*** Opening DATA ***

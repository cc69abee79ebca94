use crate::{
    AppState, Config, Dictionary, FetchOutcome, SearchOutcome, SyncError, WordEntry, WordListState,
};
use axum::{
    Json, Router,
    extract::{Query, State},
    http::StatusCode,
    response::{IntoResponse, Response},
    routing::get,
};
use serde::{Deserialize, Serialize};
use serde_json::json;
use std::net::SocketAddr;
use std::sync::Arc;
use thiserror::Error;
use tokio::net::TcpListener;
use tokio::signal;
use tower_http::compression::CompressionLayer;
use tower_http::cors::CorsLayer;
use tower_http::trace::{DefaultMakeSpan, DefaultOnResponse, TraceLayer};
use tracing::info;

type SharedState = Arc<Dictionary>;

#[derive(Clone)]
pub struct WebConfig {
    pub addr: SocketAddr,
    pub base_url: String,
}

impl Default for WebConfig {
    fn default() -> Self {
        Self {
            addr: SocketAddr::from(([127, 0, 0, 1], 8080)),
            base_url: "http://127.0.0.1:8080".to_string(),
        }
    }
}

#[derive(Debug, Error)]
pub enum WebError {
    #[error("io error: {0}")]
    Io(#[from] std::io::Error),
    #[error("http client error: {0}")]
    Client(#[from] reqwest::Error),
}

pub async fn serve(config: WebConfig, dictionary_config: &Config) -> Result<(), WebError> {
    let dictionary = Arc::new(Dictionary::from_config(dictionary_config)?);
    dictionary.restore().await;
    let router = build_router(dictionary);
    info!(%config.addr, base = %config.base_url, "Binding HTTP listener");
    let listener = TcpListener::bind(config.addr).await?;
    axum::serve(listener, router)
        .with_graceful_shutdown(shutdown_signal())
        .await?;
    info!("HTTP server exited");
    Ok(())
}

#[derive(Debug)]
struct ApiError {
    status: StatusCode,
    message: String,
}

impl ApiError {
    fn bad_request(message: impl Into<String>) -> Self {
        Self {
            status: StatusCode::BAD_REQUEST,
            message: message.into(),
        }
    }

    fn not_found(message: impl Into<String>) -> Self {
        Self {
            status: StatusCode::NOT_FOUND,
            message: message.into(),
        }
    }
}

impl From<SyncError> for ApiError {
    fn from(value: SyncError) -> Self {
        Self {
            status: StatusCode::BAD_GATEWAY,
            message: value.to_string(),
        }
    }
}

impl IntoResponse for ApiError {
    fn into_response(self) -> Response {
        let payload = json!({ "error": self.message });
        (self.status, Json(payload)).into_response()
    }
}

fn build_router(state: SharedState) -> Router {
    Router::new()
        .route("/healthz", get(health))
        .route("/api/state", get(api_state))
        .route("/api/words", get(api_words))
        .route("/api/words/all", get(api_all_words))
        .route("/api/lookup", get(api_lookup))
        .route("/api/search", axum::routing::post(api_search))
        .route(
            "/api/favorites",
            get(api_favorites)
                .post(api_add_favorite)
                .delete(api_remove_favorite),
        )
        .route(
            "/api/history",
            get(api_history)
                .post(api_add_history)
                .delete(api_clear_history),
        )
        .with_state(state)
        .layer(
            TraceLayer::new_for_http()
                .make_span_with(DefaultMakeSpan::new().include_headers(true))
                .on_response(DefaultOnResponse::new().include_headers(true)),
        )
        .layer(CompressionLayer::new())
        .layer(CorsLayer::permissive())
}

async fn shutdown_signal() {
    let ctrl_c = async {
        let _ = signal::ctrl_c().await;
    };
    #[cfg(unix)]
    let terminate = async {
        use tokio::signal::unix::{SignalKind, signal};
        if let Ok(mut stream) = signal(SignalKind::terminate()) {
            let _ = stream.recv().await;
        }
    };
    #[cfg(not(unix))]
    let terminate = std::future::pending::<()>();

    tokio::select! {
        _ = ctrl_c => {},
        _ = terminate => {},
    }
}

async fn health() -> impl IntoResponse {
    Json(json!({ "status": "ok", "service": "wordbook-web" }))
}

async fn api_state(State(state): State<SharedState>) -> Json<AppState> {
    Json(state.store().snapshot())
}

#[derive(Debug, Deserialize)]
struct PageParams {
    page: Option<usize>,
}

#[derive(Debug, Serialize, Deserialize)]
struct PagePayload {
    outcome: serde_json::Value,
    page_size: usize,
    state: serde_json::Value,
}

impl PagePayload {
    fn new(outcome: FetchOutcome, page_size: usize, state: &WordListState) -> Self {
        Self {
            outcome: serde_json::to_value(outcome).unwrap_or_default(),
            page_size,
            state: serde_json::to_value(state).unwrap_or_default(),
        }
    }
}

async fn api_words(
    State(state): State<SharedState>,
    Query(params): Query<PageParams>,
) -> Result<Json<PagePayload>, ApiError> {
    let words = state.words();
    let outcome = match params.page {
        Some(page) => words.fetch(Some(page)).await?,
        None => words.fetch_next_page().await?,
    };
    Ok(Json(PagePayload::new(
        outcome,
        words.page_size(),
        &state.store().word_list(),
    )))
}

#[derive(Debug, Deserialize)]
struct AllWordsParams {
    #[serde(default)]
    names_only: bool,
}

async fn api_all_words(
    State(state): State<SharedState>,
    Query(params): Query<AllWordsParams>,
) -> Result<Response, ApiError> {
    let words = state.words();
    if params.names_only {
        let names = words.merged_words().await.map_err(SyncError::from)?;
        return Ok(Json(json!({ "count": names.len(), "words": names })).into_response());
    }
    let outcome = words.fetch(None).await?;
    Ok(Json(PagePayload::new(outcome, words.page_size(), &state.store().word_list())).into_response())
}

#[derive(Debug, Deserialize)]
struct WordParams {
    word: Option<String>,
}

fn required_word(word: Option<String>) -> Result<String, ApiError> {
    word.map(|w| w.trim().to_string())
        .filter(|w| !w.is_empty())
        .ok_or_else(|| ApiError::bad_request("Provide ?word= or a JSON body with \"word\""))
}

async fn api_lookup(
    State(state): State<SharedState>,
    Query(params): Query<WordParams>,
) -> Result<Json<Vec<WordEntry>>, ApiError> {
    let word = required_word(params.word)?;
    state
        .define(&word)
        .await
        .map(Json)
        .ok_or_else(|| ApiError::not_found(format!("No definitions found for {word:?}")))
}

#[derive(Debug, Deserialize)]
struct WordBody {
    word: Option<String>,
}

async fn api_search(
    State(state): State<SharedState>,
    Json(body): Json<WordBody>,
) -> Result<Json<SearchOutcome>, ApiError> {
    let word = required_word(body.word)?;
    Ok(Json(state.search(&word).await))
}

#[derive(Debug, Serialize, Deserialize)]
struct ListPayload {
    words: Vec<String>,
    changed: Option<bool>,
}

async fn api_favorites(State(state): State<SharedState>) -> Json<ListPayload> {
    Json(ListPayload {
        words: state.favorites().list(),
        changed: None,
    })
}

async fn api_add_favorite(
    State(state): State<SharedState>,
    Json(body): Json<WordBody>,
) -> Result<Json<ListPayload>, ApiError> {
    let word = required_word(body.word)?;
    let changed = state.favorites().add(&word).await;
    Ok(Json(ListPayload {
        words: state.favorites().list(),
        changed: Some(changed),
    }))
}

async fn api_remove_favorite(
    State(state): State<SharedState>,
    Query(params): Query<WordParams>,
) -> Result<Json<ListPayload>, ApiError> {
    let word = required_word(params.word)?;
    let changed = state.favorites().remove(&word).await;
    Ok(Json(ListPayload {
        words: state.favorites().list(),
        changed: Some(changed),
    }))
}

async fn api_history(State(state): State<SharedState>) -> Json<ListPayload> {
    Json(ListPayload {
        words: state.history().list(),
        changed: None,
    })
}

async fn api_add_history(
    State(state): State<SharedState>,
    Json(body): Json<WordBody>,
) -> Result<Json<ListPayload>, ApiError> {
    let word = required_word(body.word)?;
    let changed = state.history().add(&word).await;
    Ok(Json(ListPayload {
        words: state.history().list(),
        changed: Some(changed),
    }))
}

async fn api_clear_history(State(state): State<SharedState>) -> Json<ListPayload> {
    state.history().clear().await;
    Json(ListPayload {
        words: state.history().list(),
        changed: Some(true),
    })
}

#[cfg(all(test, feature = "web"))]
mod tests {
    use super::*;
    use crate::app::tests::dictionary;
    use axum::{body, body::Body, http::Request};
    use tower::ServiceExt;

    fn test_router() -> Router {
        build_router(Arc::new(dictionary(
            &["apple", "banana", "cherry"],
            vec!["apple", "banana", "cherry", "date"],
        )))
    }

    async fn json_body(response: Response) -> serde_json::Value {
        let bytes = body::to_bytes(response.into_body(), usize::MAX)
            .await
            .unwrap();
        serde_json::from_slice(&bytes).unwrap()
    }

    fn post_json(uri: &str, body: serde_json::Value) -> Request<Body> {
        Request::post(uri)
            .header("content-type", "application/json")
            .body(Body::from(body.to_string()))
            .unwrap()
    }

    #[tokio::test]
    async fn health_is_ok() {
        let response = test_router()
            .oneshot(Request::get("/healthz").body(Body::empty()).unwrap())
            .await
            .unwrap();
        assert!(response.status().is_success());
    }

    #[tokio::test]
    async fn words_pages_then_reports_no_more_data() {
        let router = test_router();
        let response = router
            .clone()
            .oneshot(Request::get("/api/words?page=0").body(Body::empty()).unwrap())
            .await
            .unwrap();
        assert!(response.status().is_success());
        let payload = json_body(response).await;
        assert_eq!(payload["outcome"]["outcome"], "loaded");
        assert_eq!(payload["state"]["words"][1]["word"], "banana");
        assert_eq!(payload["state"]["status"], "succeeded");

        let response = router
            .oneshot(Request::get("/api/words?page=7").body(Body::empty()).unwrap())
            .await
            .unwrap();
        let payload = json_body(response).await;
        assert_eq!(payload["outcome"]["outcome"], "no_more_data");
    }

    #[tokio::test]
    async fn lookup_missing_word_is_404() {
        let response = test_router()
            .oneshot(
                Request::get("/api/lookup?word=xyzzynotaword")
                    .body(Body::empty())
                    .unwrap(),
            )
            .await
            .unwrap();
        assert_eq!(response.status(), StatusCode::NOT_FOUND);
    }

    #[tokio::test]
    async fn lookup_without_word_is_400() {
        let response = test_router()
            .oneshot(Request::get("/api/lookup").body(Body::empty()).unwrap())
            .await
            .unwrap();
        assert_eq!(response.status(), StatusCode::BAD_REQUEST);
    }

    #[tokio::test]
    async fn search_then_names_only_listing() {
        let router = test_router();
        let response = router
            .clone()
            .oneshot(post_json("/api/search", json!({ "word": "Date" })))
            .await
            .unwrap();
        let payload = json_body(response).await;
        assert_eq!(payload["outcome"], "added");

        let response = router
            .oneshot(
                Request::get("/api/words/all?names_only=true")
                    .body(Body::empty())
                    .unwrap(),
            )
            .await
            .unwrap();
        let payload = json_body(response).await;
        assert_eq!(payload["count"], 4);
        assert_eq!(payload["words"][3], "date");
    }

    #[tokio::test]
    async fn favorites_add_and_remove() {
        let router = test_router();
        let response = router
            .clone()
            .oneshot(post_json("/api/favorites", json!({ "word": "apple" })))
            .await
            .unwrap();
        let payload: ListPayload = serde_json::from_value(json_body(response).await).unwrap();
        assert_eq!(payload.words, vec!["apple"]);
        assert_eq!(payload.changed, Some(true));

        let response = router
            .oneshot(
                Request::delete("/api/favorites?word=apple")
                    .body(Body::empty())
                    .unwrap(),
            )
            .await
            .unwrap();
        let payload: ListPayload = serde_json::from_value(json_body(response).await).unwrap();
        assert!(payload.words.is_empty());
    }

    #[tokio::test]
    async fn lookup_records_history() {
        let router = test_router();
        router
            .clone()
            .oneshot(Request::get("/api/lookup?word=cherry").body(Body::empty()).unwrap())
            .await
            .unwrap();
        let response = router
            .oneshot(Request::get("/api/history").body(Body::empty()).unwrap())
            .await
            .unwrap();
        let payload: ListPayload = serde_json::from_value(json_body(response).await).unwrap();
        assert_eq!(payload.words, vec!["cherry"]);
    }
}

*** Closing DATA ***

» WHAT IS BEING ASKED: In the records above, find every line with the word "IntoResponse" and copy it.

» RESULT FOR THIS EXERCISE:
    response::{IntoResponse, Response},
impl IntoResponse for ApiError {
async fn health() -> impl IntoResponse {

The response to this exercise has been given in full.